Would love to see some pics of your old vehicle on some of your trips


----------



## Tes (Jul 1, 2018)

Hello.  :welcome:


----------



## Robmac (Jul 1, 2018)

Welcome.

Very jealous of your vehicle, and the previous one. Would love to see some pictures.


----------



## mariesnowgoose (Jul 1, 2018)

Robmac said:


> Welcome.
> 
> Very jealous of your vehicle, and the previous one. Would love to see some pictures.

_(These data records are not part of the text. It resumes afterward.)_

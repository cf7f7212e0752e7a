//! Events emitted by a capture session.

use serde::{Deserialize, Serialize};

use crate::params::Roi;
use crate::state::SessionState;
use crate::types::SessionMetrics;

/// Events that a session reports to its owner.
#[derive(Debug, Clone, Serialize, Deserialize)]
pub enum PipelineEvent {
    /// Session state has changed.
    StateChanged {
        /// Previous state.
        previous: Box<SessionState>,

        /// Current state.
        current: Box<SessionState>,
    },

    /// Video capture switched between running and paused.
    CaptureToggled { capturing: bool },

    /// A new output segment started.
    SegmentRotated { segment: u32 },

    /// A still image was delivered.
    StillCaptured { frame: u64, bytes: usize },

    /// The input crop changed.
    ZoomChanged { roi: Roi },

    /// Final counters for the session.
    Metrics(SessionMetrics),

    /// Error occurred.
    Error {
        /// Whether the session continues.
        recoverable: bool,

        /// Error message.
        message: String,
    },
}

Oi! Back of the queue you, I want first refusal 

Do you think anyone'd notice if we snuck out in it for an off road try out, Rob? wink wink  :dance:


----------



## cliveandann (Jul 1, 2018)

Many thanks for the warm welcome from so many members.  Its a great community.  Some have asked for photos which we are pleased to upload - all we have to do now is work out how to do it!!


----------



## mariesnowgoose (Jul 1, 2018)

Just hang on in there you two, someone will be along in a bit to point you in the right direction re uploading photos...


----------



## mariesnowgoose (Jul 1, 2018)

OK try this link, it's first one I've found, there'll be lots of past threads with 'how to' ....

Just about everyone will have asked this question at one time or another 

how to upload pics into album


----------



## mariesnowgoose (Jul 1, 2018)

... and here's another

... does anyone know how to ... ?


----------



## cliveandann (Jul 1, 2018)

mariesnowgoose said:


> ... and here's another
> 
> ... does anyone know how to ... ?


Thanks for all your advice.  There's now a few photos uploaded.  Next question is how do you find them to have a look?


----------



## mariesnowgoose (Jul 1, 2018)

cliveandann said:


> Thanks for all your advice.  There's now a few photos uploaded.  Next question is how do you find them to have a look?


Well done & thank you, I can see them. 

I've just clicked on your name, it takes me to your profile and there they are  

You can also insert a picture directly into a post.

When you start making a new post, just hover over the square image icon to the right of the 2 blue globes where the text editing tools are.  
It will say 'Insert Image'. Just click on it and it'll come up with a pop up box where you can select and upload any pictures you want.

Similar to the way you've added your images under your profile I think? - just they'll be inserted directly into your post instead.

Sorry, I'm not being very good at explaining this!


----------



## mariesnowgoose (Jul 1, 2018)

... and I've just taken a look at the pictures you put up, thank you.

Your overland vehicle; what can I say?! I'm now *totally* green with envy!


----------



## yorkieowl (Jul 2, 2018)

Hi and :welcome: to the forum, just been looking at the photos, you're certainly well travelled, lucky you, thanks for posting them up.


----------